A questão fundamental da modernidade passa, seguramente, por aqui: representar o tempo, o ser como tempo, em metamorfose constante. Antero de Quental, ao tentar satisfazer o seu prezado tradutor alemão, Wilhelm Storck, fornecendo-lhe as informações biográficas que este lhe solicitara, deixou numa célebre carta, escrita “nesta ilha (que é a minha pátria)” — isto é, em S. Miguel, nos Açores — e datada de 14 de Maio de 1887, um curioso testemunho de como essa questão se insinua em termos insuspeitados por todo o universo da criação artística e, em particular, da criação poética.

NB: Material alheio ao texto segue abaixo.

//! Ordered, key-unique collection snapshots.

use std::collections::HashSet;
use std::sync::Arc;

use super::traits::Record;

/// An ordered sequence of records of one kind, unique by key.
///
/// Collections are cheap to clone (`Arc`-backed) and never mutated after
/// construction; every change produces a new collection.
#[derive(Debug)]
pub struct Collection<T> {
  items: Arc<Vec<T>>,
}

impl<T> Clone for Collection<T> {
  fn clone(&self) -> Self {
    Self {
      items: Arc::clone(&self.items),
    }
  }
}

impl<T> Default for Collection<T> {
  fn default() -> Self {
    Self {
      items: Arc::new(Vec::new()),
    }
  }
}

impl<T: Record> Collection<T> {
  /// Create an empty collection.
  pub fn new() -> Self {
    Self::default()
  }

  /// Build a collection from a remote response, keeping the server's order.
  ///
  /// If the server repeats a key, the first occurrence wins.
  pub fn from_remote(records: Vec<T>) -> Self {
    let mut seen = HashSet::with_capacity(records.len());
    let items: Vec<T> = records
      .into_iter()
      .filter(|record| seen.insert(record.key()))
      .collect();

    Self {
      items: Arc::new(items),
    }
  }

  pub fn len(&self) -> usize {
    self.items.len()
  }

  pub fn is_empty(&self) -> bool {
    self.items.is_empty()
  }

  pub fn as_slice(&self) -> &[T] {
    &self.items
  }

  pub fn iter(&self) -> std::slice::Iter<'_, T> {
    self.items.iter()
  }

  /// Find a record by key.
  pub fn get(&self, key: &T::Key) -> Option<&T> {
    self.items.iter().find(|record| &record.key() == key)
  }

  pub fn contains_key(&self, key: &T::Key) -> bool {
    self.get(key).is_some()
  }

  pub fn keys(&self) -> Vec<T::Key> {
    self.items.iter().map(Record::key).collect()
  }

  /// Return a new collection with `record` placed at its sorted position.
  ///
  /// A record with the same key is replaced. The whole collection is re-sorted
  /// by the record's local order, as any local mutation does.
  pub fn with_inserted(&self, record: T) -> Self {
    let key = record.key();
    let mut items: Vec<T> = self
      .items
      .iter()
      .filter(|existing| existing.key() != key)
      .cloned()
      .collect();
    items.push(record);
    items.sort_by(|a, b| a.local_order(b));

    Self {
      items: Arc::new(items),
    }
  }

  /// Return a new collection without the record matching `key`, along with
  /// the removed record (if there was one).
  pub fn without(&self, key: &T::Key) -> (Self, Option<T>) {
    let mut removed = None;
    let mut items = Vec::with_capacity(self.items.len());
    for record in self.items.iter() {
      if removed.is_none() && &record.key() == key {
        removed = Some(record.clone());
      } else {
        items.push(record.clone());
      }
    }

    (
      Self {
        items: Arc::new(items),
      },
      removed,
    )
  }
}

impl<T: Record> From<Vec<T>> for Collection<T> {
  fn from(records: Vec<T>) -> Self {
    Self::from_remote(records)
  }
}

impl<'a, T> IntoIterator for &'a Collection<T> {
  type Item = &'a T;
  type IntoIter = std::slice::Iter<'a, T>;

  fn into_iter(self) -> Self::IntoIter {
    self.items.iter()
  }
}

#[cfg(test)]
pub(crate) mod tests {
  use super::*;
  use std::cmp::Ordering;

  /// Minimal record used across the cache tests.
  #[derive(Debug, Clone, PartialEq, Eq)]
  pub struct Item {
    pub number: u64,
    pub title: String,
  }

  impl Item {
    pub fn new(number: u64, title: &str) -> Self {
      Self {
        number,
        title: title.to_string(),
      }
    }
  }

  impl Record for Item {
    type Key = u64;

    fn key(&self) -> u64 {
      self.number
    }

    fn local_order(&self, other: &Self) -> Ordering {
      self.number.cmp(&other.number)
    }

    fn entity_type() -> &'static str {
      "item"
    }
  }

  #[test]
  fn test_from_remote_keeps_order_and_first_duplicate() {
    let collection = Collection::from_remote(vec![
      Item::new(3, "c"),
      Item::new(1, "a"),
      Item::new(3, "dup"),
    ]);

    assert_eq!(collection.keys(), vec![3, 1]);
    assert_eq!(collection.get(&3).map(|i| i.title.as_str()), Some("c"));
  }

  #[test]
  fn test_with_inserted_sorts_and_replaces() {
    let collection = Collection::from_remote(vec![Item::new(3, "c"), Item::new(1, "a")]);

    let inserted = collection.with_inserted(Item::new(2, "b"));
    assert_eq!(inserted.keys(), vec![1, 2, 3]);

    let replaced = inserted.with_inserted(Item::new(2, "b2"));
    assert_eq!(replaced.len(), 3);
    assert_eq!(replaced.get(&2).map(|i| i.title.as_str()), Some("b2"));

    // The original snapshot is untouched
    assert_eq!(collection.keys(), vec![3, 1]);
  }

  #[test]
  fn test_without_returns_removed_record() {
    let collection = Collection::from_remote(vec![Item::new(1, "a"), Item::new(2, "b")]);

    let (remaining, removed) = collection.without(&1);
    assert_eq!(remaining.keys(), vec![2]);
    assert_eq!(removed, Some(Item::new(1, "a")));

    let (unchanged, missing) = remaining.without(&9);
    assert_eq!(unchanged.keys(), vec![2]);
    assert!(missing.is_none());
  }
}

Depois de tentar sintetizar “o que eu chamarei, embora ambiciosamente, a minha filosofia” (definindo “o ponto nodal e o centro de atracção da grande nebulose do pensamento moderno, em via de condensação” através de termos como “psicodinamismo ou pampsiquismo”), refere-se Antero aos seus Sonetos, dizendo:

Estimo este livrinho dos Sonetos por acompanhar, como a notação dum diário íntimo e sem mais preocupações do que a exactidão das notas dum diário, as fases sucessivas da minha vida intelectual e sentimental. Ele forma uma espécie de autobiografia de um pensamento e como que as memórias de uma consciência.[10]

É, pois, na poesia, nos versos dos Sonetos que Storck e nós, todos os leitores de todos os tempos, podemos encontrar a sua verdadeira autobiografia. Os factos anteriormente arrolados por Antero pesam pouco (nasci aqui, estudei ali, escrevi isto e aquilo); o fundamental, as memórias de uma consciência, essas pesam decerto mais. Serão memórias talvez carentes de marcas óbvias e superficiais do tempo, sem personagens vestidas desta ou daquela maneira, aparentemente omissas até dos menores indícios de figuração objectiva que garanta ao seu sujeito a credibilidade de um corpo, a ilusão de um corpo que só raros sinais apontam. Memórias vazias de quase tudo e que, no entanto, registam as “fases sucessivas da minha vida”, inscrevem um ser no tempo, no percurso labiríntico em que o sujeito se vai construindo como lugar de reflexão, pontual encruzilhada do “pensamento moderno” com um tempo vivido em primeira pessoa. Este sujeito é ainda, dir-se-á, portador de restos vários, de uma imensa nostalgia de absoluto, um absoluto a que tenta dar nome e voz:

Eu não sei quem tu és — mas não procuro
(Tal é a minha confiança) devassá-lo.
Basta sentir-te ao pé de mim, no escuro,
Entre as formas da noite com quem falo.[11]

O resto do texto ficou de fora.